The fire was all around. Her shoes were smoking. Each wheezing breath ended in a cough. Tonya considered the awkward cargo she was pushing. Was Lynette even alive? The harder it became to push her, the more tempting it was to assume she was dead. Without Lynette, Tonya could run fast enough to save herself.
The shop felt farther away with every step as flames licked at her face. She would never make it to the Western Gate. She turned the wheelbarrow and headed through the long grass, toward the br
eak in the cemetery fence.
It was uneven ground and the weeds were denser than she thought. The wheelbarrow’s tire stuck in a clump of cedars. Frantically, she tried to pull it back or wriggle it out, but it wouldn’t budge.
“Wake up!” Tonya shook her gently, but Lynette remained limp. There was no way but to abandon the wheelbarrow and carry Lynnette on her back. She crouched and pulled her friend’s arms over her shoulders, gripping the wrists across her chest. Tonya stood. She saw stars. On the verge of blacking out, she bent lower and breathed through her nose until the light-headedness passed. As soon as she could see again, Tonya strode around the cedars dragging Lynette like a hundred-pound backpack, her dangling legs snagging on the undergrowth.

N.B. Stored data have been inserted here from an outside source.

//! Router assembly shared by `main.rs` and the integration tests.

use std::sync::Arc;

use axum::{http::StatusCode, middleware, response::IntoResponse, routing::get, Router};
use site_csp::NonceSource;
use tower_http::{services::ServeDir, trace::TraceLayer};

use crate::{
    config::Config,
    http::{
        origin_check_middleware, security_headers_middleware, SecurityHeaders,
        SecurityHeadersError,
    },
    pages,
};

// Health check handler
async fn health_check() -> impl IntoResponse {
    StatusCode::OK
}

/// The site's own routes: `/`, `/health`, and prebuilt assets from
/// `static_dir` for everything else.
pub fn site_routes(static_dir: Option<&str>) -> Router {
    let router = Router::new()
        .route("/", get(pages::index))
        .route("/health", get(health_check));

    match static_dir {
        Some(dir) => router.fallback_service(ServeDir::new(dir)),
        None => router,
    }
}

/// Wrap `routes` in the application layers, innermost first:
/// 1. Cross-site form guard (if `check_origin`)
/// 2. Security headers (if `enabled`)
/// 3. Request tracing
///
/// # Errors
/// Returns `SecurityHeadersError` if the configured CSP cannot be encoded.
pub fn build_app(
    routes: Router,
    config: &Config,
    nonce_source: Arc<dyn NonceSource>,
) -> Result<Router, SecurityHeadersError> {
    let security = &config.security_headers;
    let mut app = routes;

    if security.check_origin {
        app = app.layer(middleware::from_fn(origin_check_middleware));
    }

    if security.enabled {
        let headers = Arc::new(SecurityHeaders::from_config(security, nonce_source)?);
        app = app.layer(middleware::from_fn_with_state(
            headers,
            security_headers_middleware,
        ));
    }

    Ok(app.layer(TraceLayer::new_for_http()))
}
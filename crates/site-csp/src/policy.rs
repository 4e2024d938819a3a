//! Content-Security-Policy directive sets.
//!
//! Both variants trust inline content only through the per-request nonce.
//! `script-src` also lists `'strict-dynamic' https: 'unsafe-inline'`:
//! CSP3 browsers ignore the last two once a nonce and `'strict-dynamic'`
//! are present, older ones fall back to them.

/// Which directive set the site is deployed with.
#[derive(Debug, Clone, PartialEq, Eq)]
pub enum CspVariant {
    /// Default-deny. Every fetch directive is spelled out.
    Strict,
    /// Same-origin defaults, with the site's public origin listed next to
    /// `'self'` (for deployments behind a proxy or preview host).
    Permissive {
        /// Scheme and host, e.g. `https://phwu.dev`.
        site_origin: String,
    },
}

impl CspVariant {
    /// The ordered directives for this variant with `nonce` interpolated.
    #[must_use]
    pub fn directives(&self, nonce: &str) -> Vec<String> {
        let script_src =
            format!("script-src 'nonce-{nonce}' 'strict-dynamic' https: 'unsafe-inline'");

        match self {
            Self::Strict => vec![
                "default-src 'none'".to_string(),
                script_src,
                format!("style-src 'nonce-{nonce}' 'self'"),
                "img-src 'self' data: https:".to_string(),
                "font-src 'self' data:".to_string(),
                "connect-src 'self'".to_string(),
                "media-src 'self'".to_string(),
                "worker-src 'self'".to_string(),
                "frame-src 'none'".to_string(),
                "frame-ancestors 'none'".to_string(),
                "manifest-src 'self'".to_string(),
                "base-uri 'self'".to_string(),
                "form-action 'self'".to_string(),
                "object-src 'none'".to_string(),
            ],
            Self::Permissive { site_origin } => vec![
                format!("default-src 'self' {site_origin}"),
                script_src,
                format!("style-src 'nonce-{nonce}' 'self' {site_origin}"),
                format!("img-src 'self' {site_origin} data: https:"),
                format!("font-src 'self' {site_origin} data:"),
                format!("connect-src 'self' {site_origin}"),
                "frame-ancestors 'none'".to_string(),
                "base-uri 'self'".to_string(),
                "form-action 'self'".to_string(),
                "object-src 'none'".to_string(),
            ],
        }
    }
}

/// Build the `Content-Security-Policy` header value: directives joined by
/// `"; "` in order, no trailing separator.
#[must_use]
pub fn build_csp_header(variant: &CspVariant, nonce: &str) -> String {
    variant.directives(nonce).join("; ")
}
#![deny(
    clippy::expect_used,
    clippy::panic,
    clippy::print_stdout,
    clippy::todo,
    clippy::unimplemented,
    clippy::unwrap_used
)]

pub mod app;
pub mod config;
pub mod http;
pub mod pages;
pub mod problem;

#[cfg(any(test, feature = "test-utils"))]
pub mod testing;
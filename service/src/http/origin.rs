//! Rejects cross-site form submissions.
//!
//! State-changing requests that a plain HTML form could send (form-encoded,
//! multipart or text bodies, or no declared body type) must come from a page
//! on this host. Anything else gets a 403 problem document.

use axum::{
    extract::Request,
    http::{
        header::{CONTENT_TYPE, ORIGIN},
        HeaderValue, Method, Uri,
    },
    middleware::Next,
    response::{IntoResponse, Response},
};

use super::host::request_authority;
use crate::problem::ProblemDetails;

const GUARDED_METHODS: [Method; 4] = [Method::POST, Method::PUT, Method::PATCH, Method::DELETE];

const FORM_CONTENT_TYPES: [&str; 3] = [
    "application/x-www-form-urlencoded",
    "multipart/form-data",
    "text/plain",
];

/// Middleware that short-circuits cross-site form submissions with 403.
pub async fn origin_check_middleware(request: Request, next: Next) -> Response {
    if is_cross_site_form(&request) {
        tracing::debug!(
            method = %request.method(),
            path = %request.uri().path(),
            "rejected cross-site form submission"
        );
        return ProblemDetails::cross_site_form(request.uri().path()).into_response();
    }

    next.run(request).await
}

fn is_cross_site_form<B>(request: &Request<B>) -> bool {
    if !GUARDED_METHODS.contains(request.method()) {
        return false;
    }

    let form_like = request
        .headers()
        .get(CONTENT_TYPE)
        .map_or(true, is_form_content_type);

    form_like && !is_same_origin(request)
}

/// Undecodable values are treated as form-like.
fn is_form_content_type(value: &HeaderValue) -> bool {
    let Ok(value) = value.to_str() else {
        return true;
    };
    let media_type = value.split(';').next().unwrap_or_default().trim();
    FORM_CONTENT_TYPES
        .iter()
        .any(|form| media_type.eq_ignore_ascii_case(form))
}

/// `Origin` names an http(s) page on the host this request was sent to.
/// A missing or opaque (`null`) origin is not same-origin.
fn is_same_origin<B>(request: &Request<B>) -> bool {
    let Some(origin) = request
        .headers()
        .get(ORIGIN)
        .and_then(|value| value.to_str().ok())
        .and_then(|value| value.parse::<Uri>().ok())
    else {
        return false;
    };

    if !matches!(origin.scheme_str(), Some("http" | "https")) {
        return false;
    }

    match (origin.authority(), request_authority(request)) {
        (Some(origin), Some(target)) => origin.as_str().eq_ignore_ascii_case(target.as_str()),
        _ => false,
    }
}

Now Lynette really owed her a favor. If they ever got out of this, Lynette would have to make her visiting friends acknowledge her. Heck, she should probably insist they swap beds too. Tonya had always wanted the one under the window!
Tonya scoffed at her crazy, oxygen-deprived thoughts. She moved between trees and tombstones until the billowing smoke choked her. She was doomed, fighting her way out of temperatures that belonged in a kiln, or Pompeii . . .
Panicked citizens in togas and sandals stampeded through her mind.
Where did that come from?
They were being buried alive in volcanic ash. She felt their terror as they asphyxiated or roasted alive.
What was happening to her? Tonya had never been to Italy. She had never even seen a movie about Pompeii. She only knew of its famous volcano. Why was she seeing the cranial sutures on a dead baby’s skull? Why was that man in a toga staring at her as he lay down to die?
A wave of darkness clamped her chest. Her body kept struggling through the woods to escape the fire, but her mind faced a larger danger. Even if she reached the gap in the cemetery fence and climbed through, all was hopeless. There was no escaping the force suffocating her mind. Tears caused by smoke and frustration streamed down her face. Tonya blinked and closed her eyes to clear her vision but when she opened them, she saw neither smoke nor forest nor fire. Kaleidoscope vision forced itself upon her again. This was the view Waldock saw, through the eyes of all his victims. He was forcing it upon her, superimposing supernatural vision over natural.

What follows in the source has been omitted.